Data supplied
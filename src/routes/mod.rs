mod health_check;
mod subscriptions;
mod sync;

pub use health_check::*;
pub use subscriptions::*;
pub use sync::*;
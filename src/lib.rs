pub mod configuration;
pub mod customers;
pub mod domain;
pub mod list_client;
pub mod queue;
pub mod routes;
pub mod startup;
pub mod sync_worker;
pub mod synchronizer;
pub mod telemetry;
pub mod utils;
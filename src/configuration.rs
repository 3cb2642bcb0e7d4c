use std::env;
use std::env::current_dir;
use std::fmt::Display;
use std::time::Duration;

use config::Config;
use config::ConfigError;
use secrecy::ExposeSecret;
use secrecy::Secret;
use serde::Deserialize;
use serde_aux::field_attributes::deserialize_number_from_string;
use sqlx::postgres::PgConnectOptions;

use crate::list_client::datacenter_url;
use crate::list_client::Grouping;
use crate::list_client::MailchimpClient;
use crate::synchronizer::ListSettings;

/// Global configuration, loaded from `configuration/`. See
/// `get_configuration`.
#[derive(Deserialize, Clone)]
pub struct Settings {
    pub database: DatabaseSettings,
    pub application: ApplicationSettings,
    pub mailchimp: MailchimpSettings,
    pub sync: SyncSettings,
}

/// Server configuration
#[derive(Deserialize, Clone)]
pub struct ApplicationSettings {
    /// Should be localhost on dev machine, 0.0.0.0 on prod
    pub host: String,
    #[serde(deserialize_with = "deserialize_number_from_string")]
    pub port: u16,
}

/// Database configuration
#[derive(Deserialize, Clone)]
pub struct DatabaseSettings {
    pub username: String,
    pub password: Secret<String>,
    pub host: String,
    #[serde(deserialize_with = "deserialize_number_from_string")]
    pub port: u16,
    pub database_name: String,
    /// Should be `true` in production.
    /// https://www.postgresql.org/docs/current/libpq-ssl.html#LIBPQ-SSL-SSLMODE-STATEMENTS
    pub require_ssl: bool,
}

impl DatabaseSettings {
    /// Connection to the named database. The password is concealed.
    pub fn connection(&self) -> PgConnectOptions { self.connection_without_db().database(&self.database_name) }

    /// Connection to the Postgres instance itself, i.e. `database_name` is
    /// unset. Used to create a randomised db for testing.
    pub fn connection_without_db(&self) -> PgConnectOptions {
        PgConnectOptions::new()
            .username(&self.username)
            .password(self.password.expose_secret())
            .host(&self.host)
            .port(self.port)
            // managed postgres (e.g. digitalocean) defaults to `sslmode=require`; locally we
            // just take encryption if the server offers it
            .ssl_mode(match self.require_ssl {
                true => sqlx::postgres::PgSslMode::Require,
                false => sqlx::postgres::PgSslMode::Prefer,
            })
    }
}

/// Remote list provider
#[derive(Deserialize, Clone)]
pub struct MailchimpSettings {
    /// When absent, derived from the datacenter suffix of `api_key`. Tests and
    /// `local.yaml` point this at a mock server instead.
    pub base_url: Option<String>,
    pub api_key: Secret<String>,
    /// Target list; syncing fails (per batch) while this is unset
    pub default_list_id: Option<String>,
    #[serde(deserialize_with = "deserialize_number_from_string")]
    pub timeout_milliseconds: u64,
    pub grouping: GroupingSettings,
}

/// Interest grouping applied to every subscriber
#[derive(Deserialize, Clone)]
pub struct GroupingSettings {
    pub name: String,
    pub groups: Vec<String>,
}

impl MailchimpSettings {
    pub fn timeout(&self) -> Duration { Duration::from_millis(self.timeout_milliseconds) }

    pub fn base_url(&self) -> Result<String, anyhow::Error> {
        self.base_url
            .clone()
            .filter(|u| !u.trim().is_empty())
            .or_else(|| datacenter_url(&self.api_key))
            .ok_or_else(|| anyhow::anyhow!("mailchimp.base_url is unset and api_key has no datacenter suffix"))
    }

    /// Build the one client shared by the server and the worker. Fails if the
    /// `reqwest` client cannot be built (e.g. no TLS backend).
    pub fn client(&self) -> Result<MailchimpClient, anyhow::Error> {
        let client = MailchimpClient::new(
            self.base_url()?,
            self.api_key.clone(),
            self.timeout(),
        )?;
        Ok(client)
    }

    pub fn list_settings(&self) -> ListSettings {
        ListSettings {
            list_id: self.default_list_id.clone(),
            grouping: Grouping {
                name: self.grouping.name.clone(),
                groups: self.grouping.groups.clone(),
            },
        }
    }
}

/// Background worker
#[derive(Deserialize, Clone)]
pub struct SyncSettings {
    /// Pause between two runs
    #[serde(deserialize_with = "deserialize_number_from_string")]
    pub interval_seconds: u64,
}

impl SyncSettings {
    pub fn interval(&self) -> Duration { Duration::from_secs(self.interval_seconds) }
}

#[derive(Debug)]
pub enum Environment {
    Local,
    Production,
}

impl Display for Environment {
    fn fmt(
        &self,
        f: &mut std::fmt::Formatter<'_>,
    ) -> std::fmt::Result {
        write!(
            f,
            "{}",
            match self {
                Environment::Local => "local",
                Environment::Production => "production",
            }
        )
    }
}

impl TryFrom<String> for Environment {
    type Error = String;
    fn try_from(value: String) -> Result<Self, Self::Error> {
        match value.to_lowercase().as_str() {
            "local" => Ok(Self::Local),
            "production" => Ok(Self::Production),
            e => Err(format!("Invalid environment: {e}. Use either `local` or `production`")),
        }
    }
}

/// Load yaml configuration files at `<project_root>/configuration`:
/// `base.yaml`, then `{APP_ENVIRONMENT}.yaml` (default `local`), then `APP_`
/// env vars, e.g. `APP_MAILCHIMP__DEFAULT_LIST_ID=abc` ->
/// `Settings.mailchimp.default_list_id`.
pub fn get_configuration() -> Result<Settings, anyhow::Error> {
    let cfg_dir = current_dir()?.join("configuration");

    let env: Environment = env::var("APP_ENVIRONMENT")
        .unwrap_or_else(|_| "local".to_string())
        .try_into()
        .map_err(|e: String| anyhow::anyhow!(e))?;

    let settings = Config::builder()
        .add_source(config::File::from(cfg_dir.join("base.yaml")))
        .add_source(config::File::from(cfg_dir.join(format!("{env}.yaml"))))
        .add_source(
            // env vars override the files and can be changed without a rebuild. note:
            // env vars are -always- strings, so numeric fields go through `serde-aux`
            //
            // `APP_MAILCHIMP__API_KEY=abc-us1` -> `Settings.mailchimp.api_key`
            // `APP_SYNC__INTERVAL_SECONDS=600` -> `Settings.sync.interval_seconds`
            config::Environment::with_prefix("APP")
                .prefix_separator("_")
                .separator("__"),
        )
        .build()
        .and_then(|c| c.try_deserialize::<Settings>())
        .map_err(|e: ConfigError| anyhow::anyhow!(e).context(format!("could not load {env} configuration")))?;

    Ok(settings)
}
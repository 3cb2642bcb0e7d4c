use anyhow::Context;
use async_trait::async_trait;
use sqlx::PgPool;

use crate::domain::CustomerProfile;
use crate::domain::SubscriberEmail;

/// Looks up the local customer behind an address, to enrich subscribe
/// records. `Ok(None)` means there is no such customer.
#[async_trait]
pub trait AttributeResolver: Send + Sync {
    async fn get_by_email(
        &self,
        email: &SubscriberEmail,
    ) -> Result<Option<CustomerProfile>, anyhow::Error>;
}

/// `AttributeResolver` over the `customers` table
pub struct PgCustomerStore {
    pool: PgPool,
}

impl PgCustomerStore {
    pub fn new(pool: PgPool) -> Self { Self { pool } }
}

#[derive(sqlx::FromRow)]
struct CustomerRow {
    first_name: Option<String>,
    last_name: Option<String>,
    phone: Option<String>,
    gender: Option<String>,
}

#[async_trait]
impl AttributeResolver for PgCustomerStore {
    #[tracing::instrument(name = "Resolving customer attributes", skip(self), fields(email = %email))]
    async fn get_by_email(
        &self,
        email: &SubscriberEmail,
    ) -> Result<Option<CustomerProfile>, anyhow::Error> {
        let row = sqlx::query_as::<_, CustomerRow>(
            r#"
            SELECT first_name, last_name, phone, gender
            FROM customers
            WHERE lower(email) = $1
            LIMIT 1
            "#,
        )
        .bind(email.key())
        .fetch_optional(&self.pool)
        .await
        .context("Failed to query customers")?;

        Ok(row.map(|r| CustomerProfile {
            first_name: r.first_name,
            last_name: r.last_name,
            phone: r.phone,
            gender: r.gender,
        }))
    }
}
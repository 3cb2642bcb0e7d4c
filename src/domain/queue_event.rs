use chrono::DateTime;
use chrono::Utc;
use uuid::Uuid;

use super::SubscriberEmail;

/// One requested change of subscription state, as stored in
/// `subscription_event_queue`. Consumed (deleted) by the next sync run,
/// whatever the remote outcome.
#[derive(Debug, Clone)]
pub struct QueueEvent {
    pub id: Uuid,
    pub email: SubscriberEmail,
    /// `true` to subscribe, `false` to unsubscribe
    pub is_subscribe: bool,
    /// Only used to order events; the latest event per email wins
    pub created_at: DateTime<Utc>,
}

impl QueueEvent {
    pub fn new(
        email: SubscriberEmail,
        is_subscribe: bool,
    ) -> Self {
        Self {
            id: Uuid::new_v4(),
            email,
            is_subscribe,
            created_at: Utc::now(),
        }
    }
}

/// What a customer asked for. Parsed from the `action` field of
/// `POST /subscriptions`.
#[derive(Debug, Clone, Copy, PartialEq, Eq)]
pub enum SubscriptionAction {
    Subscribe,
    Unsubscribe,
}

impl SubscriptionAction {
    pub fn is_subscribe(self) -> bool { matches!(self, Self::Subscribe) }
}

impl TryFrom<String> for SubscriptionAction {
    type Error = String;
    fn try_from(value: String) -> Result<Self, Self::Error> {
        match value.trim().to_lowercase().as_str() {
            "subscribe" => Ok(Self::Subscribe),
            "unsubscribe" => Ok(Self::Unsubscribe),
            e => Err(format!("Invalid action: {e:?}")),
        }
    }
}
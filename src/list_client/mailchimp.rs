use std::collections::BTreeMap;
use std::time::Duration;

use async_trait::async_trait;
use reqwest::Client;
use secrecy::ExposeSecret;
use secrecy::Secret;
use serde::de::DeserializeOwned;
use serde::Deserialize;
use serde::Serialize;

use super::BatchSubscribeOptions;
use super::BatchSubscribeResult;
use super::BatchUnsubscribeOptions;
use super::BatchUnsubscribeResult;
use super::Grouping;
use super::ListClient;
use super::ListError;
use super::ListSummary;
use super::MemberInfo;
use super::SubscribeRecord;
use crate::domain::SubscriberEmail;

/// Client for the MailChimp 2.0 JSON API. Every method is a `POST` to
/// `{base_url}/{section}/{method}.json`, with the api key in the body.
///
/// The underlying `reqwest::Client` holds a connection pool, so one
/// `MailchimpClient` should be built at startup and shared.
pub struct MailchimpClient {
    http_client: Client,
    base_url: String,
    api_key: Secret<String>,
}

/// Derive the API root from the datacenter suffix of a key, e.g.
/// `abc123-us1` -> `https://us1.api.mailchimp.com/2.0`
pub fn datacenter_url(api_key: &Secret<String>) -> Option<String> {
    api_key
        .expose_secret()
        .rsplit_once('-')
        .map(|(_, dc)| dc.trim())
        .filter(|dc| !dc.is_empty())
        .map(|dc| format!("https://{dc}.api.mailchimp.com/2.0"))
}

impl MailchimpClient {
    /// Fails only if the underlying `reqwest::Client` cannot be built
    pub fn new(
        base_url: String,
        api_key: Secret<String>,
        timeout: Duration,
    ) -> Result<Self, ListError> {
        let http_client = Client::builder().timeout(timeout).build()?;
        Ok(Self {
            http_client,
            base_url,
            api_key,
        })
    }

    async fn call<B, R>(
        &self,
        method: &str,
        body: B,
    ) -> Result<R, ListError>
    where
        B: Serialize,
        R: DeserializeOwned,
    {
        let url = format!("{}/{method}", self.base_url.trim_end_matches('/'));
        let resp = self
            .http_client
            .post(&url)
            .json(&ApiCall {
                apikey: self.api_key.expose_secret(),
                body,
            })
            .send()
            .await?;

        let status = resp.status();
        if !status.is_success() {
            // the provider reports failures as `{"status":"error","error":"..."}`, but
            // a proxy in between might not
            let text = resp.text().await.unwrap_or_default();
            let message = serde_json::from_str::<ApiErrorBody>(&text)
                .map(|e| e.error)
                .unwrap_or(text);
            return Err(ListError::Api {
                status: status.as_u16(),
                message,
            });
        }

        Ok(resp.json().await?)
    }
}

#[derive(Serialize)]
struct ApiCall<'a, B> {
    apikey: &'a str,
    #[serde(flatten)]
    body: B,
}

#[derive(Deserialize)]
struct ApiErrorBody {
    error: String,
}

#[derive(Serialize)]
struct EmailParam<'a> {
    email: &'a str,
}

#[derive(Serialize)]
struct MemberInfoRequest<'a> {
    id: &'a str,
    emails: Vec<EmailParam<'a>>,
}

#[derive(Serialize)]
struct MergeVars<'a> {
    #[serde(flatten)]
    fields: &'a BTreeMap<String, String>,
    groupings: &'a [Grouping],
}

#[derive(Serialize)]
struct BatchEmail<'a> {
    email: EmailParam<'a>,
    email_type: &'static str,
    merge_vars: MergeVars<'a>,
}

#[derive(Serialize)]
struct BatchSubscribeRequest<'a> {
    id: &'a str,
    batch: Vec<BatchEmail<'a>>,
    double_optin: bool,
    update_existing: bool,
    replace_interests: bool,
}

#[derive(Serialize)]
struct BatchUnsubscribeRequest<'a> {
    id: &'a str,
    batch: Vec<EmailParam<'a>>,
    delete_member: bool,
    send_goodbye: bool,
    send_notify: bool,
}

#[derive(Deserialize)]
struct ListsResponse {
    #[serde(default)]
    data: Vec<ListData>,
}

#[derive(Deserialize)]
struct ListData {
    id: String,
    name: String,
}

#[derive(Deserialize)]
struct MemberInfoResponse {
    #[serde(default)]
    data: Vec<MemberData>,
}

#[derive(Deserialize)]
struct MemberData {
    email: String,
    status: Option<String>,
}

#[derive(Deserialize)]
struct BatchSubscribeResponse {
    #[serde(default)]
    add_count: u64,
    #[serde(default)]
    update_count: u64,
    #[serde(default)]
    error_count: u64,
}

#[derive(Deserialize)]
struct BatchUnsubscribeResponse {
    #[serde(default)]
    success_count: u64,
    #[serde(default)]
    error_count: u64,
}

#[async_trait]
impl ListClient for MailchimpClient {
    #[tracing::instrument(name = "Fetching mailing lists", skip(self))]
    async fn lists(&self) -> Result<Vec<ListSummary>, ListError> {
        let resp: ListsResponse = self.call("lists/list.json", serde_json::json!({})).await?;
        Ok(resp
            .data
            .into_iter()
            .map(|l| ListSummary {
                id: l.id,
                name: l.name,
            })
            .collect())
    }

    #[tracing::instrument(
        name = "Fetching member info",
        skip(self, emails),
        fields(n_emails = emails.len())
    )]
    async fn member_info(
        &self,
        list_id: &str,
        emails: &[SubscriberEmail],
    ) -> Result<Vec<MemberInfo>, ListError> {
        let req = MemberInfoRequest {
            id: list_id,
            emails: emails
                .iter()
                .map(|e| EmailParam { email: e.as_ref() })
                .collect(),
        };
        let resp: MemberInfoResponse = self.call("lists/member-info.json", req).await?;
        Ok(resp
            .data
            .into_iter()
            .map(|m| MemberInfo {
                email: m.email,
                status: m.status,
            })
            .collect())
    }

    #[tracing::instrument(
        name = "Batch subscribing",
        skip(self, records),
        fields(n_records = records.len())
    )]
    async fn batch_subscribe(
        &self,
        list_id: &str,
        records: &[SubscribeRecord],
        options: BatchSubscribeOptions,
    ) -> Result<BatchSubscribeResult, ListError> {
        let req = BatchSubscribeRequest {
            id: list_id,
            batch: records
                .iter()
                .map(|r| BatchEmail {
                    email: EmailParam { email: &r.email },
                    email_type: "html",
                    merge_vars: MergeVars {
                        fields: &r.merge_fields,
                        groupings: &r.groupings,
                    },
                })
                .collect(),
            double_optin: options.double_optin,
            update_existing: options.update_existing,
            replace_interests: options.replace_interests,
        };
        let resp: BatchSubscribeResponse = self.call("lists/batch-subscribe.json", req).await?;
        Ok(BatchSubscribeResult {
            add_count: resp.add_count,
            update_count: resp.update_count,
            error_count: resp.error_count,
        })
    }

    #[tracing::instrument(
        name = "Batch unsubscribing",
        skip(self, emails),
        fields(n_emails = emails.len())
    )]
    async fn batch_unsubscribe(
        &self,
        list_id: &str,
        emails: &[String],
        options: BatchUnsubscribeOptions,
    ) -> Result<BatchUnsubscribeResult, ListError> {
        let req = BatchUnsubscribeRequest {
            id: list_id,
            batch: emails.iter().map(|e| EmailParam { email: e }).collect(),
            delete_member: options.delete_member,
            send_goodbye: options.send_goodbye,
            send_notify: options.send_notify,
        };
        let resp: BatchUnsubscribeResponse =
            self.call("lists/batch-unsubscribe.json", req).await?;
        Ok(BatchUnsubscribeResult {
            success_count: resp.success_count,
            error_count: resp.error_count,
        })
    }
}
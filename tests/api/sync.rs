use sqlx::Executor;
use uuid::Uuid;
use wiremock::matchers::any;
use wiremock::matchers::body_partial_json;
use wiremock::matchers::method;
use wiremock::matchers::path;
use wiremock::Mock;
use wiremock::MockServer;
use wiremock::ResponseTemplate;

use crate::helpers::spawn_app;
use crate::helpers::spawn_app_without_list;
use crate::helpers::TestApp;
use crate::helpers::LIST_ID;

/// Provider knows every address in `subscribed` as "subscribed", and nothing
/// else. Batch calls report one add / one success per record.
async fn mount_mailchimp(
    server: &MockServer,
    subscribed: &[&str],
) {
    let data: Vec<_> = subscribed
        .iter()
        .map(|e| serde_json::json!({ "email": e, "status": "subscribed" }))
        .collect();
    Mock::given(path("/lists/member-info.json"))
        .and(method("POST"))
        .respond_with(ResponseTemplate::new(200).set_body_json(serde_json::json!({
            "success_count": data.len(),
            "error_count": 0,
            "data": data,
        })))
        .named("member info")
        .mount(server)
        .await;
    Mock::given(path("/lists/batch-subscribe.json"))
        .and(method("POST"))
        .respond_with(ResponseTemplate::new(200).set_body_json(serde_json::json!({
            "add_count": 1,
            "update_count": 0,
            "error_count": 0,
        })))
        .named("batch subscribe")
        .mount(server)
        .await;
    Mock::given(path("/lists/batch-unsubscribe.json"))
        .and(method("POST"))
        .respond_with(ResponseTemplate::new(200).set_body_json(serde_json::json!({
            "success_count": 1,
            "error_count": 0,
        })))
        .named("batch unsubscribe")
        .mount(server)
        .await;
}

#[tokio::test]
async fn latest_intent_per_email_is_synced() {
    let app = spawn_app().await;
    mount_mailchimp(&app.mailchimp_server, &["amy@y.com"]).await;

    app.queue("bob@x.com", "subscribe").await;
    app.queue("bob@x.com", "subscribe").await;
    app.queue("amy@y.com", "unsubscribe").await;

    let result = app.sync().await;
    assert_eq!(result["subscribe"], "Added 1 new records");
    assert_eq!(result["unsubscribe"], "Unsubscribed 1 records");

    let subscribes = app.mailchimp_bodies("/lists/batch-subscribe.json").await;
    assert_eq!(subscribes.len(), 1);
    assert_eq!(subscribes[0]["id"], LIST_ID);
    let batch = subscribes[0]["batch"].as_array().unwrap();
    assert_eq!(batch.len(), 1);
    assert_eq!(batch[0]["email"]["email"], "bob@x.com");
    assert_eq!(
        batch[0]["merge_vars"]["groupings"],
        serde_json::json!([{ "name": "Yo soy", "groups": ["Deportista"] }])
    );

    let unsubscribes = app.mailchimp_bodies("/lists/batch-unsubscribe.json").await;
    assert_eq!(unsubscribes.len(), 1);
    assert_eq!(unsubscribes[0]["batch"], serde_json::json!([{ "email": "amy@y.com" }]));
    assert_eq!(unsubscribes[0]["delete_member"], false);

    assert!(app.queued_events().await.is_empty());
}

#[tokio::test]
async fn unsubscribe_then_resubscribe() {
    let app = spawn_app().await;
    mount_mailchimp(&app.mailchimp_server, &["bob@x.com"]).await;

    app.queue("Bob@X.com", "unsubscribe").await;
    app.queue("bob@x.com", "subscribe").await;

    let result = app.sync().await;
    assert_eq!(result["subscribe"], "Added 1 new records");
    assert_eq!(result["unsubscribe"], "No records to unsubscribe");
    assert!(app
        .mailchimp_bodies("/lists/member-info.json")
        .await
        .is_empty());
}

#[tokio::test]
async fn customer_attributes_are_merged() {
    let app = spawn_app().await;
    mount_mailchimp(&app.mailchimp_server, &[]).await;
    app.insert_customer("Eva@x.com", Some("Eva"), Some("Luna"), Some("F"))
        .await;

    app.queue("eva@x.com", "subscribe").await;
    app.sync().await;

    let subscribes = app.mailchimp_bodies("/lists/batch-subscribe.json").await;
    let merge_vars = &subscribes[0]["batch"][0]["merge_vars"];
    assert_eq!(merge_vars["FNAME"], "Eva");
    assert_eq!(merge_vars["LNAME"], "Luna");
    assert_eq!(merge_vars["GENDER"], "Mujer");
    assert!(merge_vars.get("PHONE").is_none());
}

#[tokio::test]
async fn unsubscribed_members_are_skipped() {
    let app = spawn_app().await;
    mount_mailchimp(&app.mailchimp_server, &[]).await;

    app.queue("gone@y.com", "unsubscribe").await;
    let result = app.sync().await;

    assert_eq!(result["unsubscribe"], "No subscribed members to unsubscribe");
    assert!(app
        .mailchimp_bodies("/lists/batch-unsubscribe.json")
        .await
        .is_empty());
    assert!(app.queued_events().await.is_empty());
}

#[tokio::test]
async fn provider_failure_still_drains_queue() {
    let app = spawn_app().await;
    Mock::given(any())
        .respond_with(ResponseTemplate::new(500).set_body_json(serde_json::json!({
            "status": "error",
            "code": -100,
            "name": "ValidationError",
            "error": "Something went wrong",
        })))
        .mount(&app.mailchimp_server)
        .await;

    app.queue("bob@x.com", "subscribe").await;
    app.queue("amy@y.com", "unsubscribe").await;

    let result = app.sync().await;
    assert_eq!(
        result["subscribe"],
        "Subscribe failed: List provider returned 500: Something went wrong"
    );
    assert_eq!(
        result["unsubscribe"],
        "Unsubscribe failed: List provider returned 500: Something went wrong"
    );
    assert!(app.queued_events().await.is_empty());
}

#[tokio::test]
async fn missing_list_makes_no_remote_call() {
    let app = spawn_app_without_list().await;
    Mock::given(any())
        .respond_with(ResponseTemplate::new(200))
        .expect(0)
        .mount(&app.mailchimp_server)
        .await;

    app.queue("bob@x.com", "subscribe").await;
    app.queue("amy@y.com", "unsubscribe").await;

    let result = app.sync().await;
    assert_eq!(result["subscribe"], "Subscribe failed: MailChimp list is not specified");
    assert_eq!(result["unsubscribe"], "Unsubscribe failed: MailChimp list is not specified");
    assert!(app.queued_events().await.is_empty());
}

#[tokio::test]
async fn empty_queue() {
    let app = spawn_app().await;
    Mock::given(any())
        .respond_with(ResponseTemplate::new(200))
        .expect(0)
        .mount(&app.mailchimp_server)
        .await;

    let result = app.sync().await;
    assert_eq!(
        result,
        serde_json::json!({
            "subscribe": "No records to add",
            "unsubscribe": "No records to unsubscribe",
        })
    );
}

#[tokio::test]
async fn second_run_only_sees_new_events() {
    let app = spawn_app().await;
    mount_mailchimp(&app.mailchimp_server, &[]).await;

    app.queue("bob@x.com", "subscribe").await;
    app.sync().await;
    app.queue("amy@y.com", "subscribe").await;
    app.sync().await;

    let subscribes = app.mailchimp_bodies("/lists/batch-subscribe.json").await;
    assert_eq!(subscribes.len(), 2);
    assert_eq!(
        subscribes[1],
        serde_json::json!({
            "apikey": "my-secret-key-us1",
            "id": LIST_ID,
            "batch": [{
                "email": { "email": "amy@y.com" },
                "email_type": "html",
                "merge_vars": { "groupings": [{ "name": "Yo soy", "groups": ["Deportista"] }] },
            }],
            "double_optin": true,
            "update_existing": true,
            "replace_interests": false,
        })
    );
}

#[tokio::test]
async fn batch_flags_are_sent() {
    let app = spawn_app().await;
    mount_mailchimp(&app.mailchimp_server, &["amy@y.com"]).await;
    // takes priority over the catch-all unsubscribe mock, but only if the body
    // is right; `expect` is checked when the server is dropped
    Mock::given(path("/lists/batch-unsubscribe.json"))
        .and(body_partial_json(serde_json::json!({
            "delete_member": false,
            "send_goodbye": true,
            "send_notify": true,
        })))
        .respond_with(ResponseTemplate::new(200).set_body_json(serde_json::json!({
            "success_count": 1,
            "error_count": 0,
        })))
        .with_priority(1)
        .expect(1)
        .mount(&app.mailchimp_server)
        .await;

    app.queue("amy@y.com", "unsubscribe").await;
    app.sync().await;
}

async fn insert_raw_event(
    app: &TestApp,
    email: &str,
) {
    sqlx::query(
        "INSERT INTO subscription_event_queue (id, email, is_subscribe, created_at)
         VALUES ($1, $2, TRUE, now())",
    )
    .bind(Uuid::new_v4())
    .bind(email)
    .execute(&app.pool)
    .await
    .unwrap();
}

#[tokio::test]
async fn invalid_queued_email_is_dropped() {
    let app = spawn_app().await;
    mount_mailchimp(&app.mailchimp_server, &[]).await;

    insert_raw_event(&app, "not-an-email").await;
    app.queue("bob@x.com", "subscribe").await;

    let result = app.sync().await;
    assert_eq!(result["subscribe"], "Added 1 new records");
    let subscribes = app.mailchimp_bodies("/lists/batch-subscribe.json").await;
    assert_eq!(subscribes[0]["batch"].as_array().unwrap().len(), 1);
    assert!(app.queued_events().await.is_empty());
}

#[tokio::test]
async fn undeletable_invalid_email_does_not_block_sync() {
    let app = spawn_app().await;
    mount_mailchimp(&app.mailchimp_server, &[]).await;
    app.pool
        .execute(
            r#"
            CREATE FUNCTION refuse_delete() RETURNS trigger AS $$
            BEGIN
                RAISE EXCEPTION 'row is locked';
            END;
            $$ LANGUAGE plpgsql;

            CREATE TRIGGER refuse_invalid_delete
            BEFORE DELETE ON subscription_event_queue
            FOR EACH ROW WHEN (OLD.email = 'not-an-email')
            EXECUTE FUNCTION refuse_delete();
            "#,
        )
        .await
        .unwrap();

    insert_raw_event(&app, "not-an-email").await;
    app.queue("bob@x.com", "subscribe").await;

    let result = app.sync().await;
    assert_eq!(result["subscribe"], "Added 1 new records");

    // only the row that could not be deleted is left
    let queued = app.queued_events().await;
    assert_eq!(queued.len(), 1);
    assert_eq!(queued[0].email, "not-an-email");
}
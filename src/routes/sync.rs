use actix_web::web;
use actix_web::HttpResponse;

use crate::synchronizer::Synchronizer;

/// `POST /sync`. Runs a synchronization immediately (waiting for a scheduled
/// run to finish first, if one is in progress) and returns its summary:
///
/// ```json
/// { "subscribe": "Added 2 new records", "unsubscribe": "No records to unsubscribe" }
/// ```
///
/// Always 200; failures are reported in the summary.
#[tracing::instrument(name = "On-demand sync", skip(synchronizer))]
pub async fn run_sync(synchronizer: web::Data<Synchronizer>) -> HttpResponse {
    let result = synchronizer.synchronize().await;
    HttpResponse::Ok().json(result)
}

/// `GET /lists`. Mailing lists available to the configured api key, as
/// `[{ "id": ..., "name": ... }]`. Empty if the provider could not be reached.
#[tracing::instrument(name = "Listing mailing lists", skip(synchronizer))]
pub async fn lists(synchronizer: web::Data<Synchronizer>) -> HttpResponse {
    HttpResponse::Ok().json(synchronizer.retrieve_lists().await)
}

Exercise details
Answer with a number alone: how many lines of the listing above include the string "expect"?

Task result
4